BFT 2 product manager lieutenant colonel Bryan Stephens said that the upgraded satellite network would offer real-time force tracking data to the troops on a digital map display screen, as well as enhancing speed and refresh time of the system.

"BFT 2 provides more bandwidth, which allows the system to update the blue picture much more often," Stephens said.

"The resulting increased volume of traffic improves accuracy of moving platforms by a factor of ten."

The BFT 2 is considered as full duplex capability, which helps the system receive and transmit the data simultaneously, as opposed to the currently used half-duplex BFT technology, which permits simultaneous sending or receiving.

A primary component of the technology is the joint battle command-platform (JBC-P), which delivers combat-relevant position-location information to both army and Marine Corps units on-the-move, using advanced mapping technology, chat and messaging, as well as an improved user graphical interface.

"BFT 2 provides more bandwidth, which allows the system to update the blue picture much more often."

JBC-P product manager lieutenant colonel Mark Daniels said: "JBC-P's chat is more interoperable with a wider population of systems because it communicates with an intermediary known as the universal collaboration bridge."

The software can be installed into vehicle displays or into hand-held mobile units of the dismounted soldier, where it also features an additional Nett Warrior programme to obtain and transmit data through a soldier radio waveform (SRW).
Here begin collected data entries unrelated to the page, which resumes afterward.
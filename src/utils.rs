use unicode_width::UnicodeWidthStr;

pub fn truncate_string(s: &str, max_len: usize) -> String {
    if s.chars().count() <= max_len {
        s.to_string()
    } else {
        let kept: String = s.chars().take(max_len.saturating_sub(3)).collect();
        format!("{}...", kept)
    }
}

/// Formats a countdown as `MM:SS`, rounding partial seconds up.
pub fn format_countdown(remaining: chrono::Duration) -> String {
    let millis = remaining.num_milliseconds().max(0);
    let total_seconds = (millis + 999) / 1000;
    format!("{:02}:{:02}", total_seconds / 60, total_seconds % 60)
}

pub fn accuracy_percent(correct: usize, total: usize) -> Option<f64> {
    if total == 0 {
        None
    } else {
        Some(correct as f64 / total as f64 * 100.0)
    }
}

/// Byte offset of the `char_index`-th character, or the string length past the end.
pub fn byte_index(s: &str, char_index: usize) -> usize {
    s.char_indices()
        .nth(char_index)
        .map(|(i, _)| i)
        .unwrap_or(s.len())
}

/// Terminal columns taken by the first `char_index` characters.
pub fn display_width_before(s: &str, char_index: usize) -> usize {
    s[..byte_index(s, char_index)].width()
}

#[cfg(test)]
mod tests {
    use super::*;

    #[test]
    fn test_truncate_string_no_truncation() {
        assert_eq!(truncate_string("Short string", 20), "Short string");
    }

    #[test]
    fn test_truncate_string_with_truncation() {
        let result = truncate_string("This is a very long string that should be truncated", 20);
        assert_eq!(result, "This is a very lo...");
        assert_eq!(result.chars().count(), 20);
    }

    #[test]
    fn test_truncate_string_multibyte() {
        assert_eq!(truncate_string("ñandú ñandú ñandú", 8), "ñandú...");
    }

    #[test]
    fn test_truncate_string_empty() {
        assert_eq!(truncate_string("", 20), "");
    }

    #[test]
    fn test_format_countdown() {
        assert_eq!(format_countdown(chrono::Duration::minutes(5)), "05:00");
        assert_eq!(format_countdown(chrono::Duration::seconds(61)), "01:01");
        assert_eq!(format_countdown(chrono::Duration::milliseconds(500)), "00:01");
        assert_eq!(format_countdown(chrono::Duration::zero()), "00:00");
        assert_eq!(format_countdown(chrono::Duration::seconds(-4)), "00:00");
    }

    #[test]
    fn test_accuracy_percent() {
        assert_eq!(accuracy_percent(0, 0), None);
        assert_eq!(accuracy_percent(3, 4), Some(75.0));
    }

    #[test]
    fn test_byte_index_and_width() {
        let s = "café au lait";
        assert_eq!(byte_index(s, 4), 5);
        assert_eq!(byte_index(s, 100), s.len());
        assert_eq!(display_width_before(s, 4), 4);
        assert_eq!(display_width_before("日本", 1), 2);
    }
}
use std::io;
use std::sync::mpsc::{Receiver, Sender};
use std::thread;

use crate::dictionary::{DefinitionSource, Dictionary};
use crate::logger;
use crate::models::{LookupRequest, LookupResponse};

/// Runs dictionary lookups off the UI thread until the request channel closes.
pub fn spawn_lookup_worker<S>(
    source: S,
    responses: Sender<LookupResponse>,
    requests: Receiver<LookupRequest>,
) -> io::Result<thread::JoinHandle<()>>
where
    S: DefinitionSource + 'static,
{
    thread::Builder::new()
        .name("spelling-drill::lookup_worker".to_string())
        .spawn(move || {
            let rt = match tokio::runtime::Builder::new_current_thread()
                .enable_all()
                .build()
            {
                Ok(rt) => rt,
                Err(e) => {
                    logger::warn(&format!("Lookup worker could not start a runtime: {}", e));
                    return;
                }
            };
            let mut dictionary = Dictionary::new(source);

            while let Ok(request) = requests.recv() {
                match request {
                    LookupRequest::Define { word } => {
                        if dictionary.cached(&word).is_some() {
                            logger::log(&format!("Serving cached definition for '{}'", word));
                        } else {
                            logger::log(&format!("Worker received lookup for '{}'", word));
                        }
                        let definition = rt.block_on(dictionary.resolve(&word));
                        if responses
                            .send(LookupResponse::Definition { word, definition })
                            .is_err()
                        {
                            break;
                        }
                    }
                }
            }

            logger::log("Lookup worker channel disconnected, exiting");
        })
}

#[cfg(test)]
mod tests {
    use super::*;
    use crate::config::PLACEHOLDER_DEFINITION;
    use crate::error::LookupError;
    use async_trait::async_trait;
    use std::sync::atomic::{AtomicUsize, Ordering};
    use std::sync::mpsc;
    use std::sync::Arc;
    use std::time::Duration;

    struct FixedSource;

    #[async_trait]
    impl DefinitionSource for FixedSource {
        async fn define(&self, word: &str) -> Result<String, LookupError> {
            if word == "cat" {
                Ok("a small animal".to_string())
            } else {
                Err(LookupError::NoDefinition)
            }
        }
    }

    struct CountingSource {
        calls: Arc<AtomicUsize>,
    }

    #[async_trait]
    impl DefinitionSource for CountingSource {
        async fn define(&self, word: &str) -> Result<String, LookupError> {
            self.calls.fetch_add(1, Ordering::SeqCst);
            Ok(format!("meaning of {}", word))
        }
    }

    #[test]
    fn test_worker_serves_repeat_requests_from_cache() {
        let calls = Arc::new(AtomicUsize::new(0));
        let (req_tx, req_rx) = mpsc::channel();
        let (resp_tx, resp_rx) = mpsc::channel();
        let source = CountingSource {
            calls: calls.clone(),
        };
        let handle = spawn_lookup_worker(source, resp_tx, req_rx).unwrap();

        for _ in 0..2 {
            req_tx
                .send(LookupRequest::Define {
                    word: "river".to_string(),
                })
                .unwrap();
        }
        for _ in 0..2 {
            let response = resp_rx.recv_timeout(Duration::from_secs(5)).unwrap();
            assert_eq!(
                response,
                LookupResponse::Definition {
                    word: "river".to_string(),
                    definition: "meaning of river".to_string()
                }
            );
        }

        drop(req_tx);
        handle.join().unwrap();
        assert_eq!(calls.load(Ordering::SeqCst), 1);
    }

    #[test]
    fn test_worker_answers_requests() {
        let (req_tx, req_rx) = mpsc::channel();
        let (resp_tx, resp_rx) = mpsc::channel();
        let handle = spawn_lookup_worker(FixedSource, resp_tx, req_rx).unwrap();

        req_tx
            .send(LookupRequest::Define {
                word: "cat".to_string(),
            })
            .unwrap();
        req_tx
            .send(LookupRequest::Define {
                word: "zzz".to_string(),
            })
            .unwrap();

        let first = resp_rx.recv_timeout(Duration::from_secs(5)).unwrap();
        let second = resp_rx.recv_timeout(Duration::from_secs(5)).unwrap();
        assert_eq!(
            first,
            LookupResponse::Definition {
                word: "cat".to_string(),
                definition: "a small animal".to_string()
            }
        );
        assert_eq!(
            second,
            LookupResponse::Definition {
                word: "zzz".to_string(),
                definition: PLACEHOLDER_DEFINITION.to_string()
            }
        );

        drop(req_tx);
        handle.join().unwrap();
    }
}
SRW is used by the single-channel joint tactical radio systems (JTRS) Rifleman radio, which will help troop relay information to units even after losing contract with satellite systems.

The JBC-P aims to advance and further enhance integration and user-interface features of an interim software called Joint Capabilities Release (JCR) also equipped with Nett Warrior.

BFT 2 completed limited user test in October 2011, and has already been deployed to units in South Korea, while Afghanistan deployment is expected in the near future.


Image: A US soldier uses the chat function of joint capabilities release during the network integration evaluation 12.1 in October 2011. Photo: courtesy of Claire Heininger Schwerin.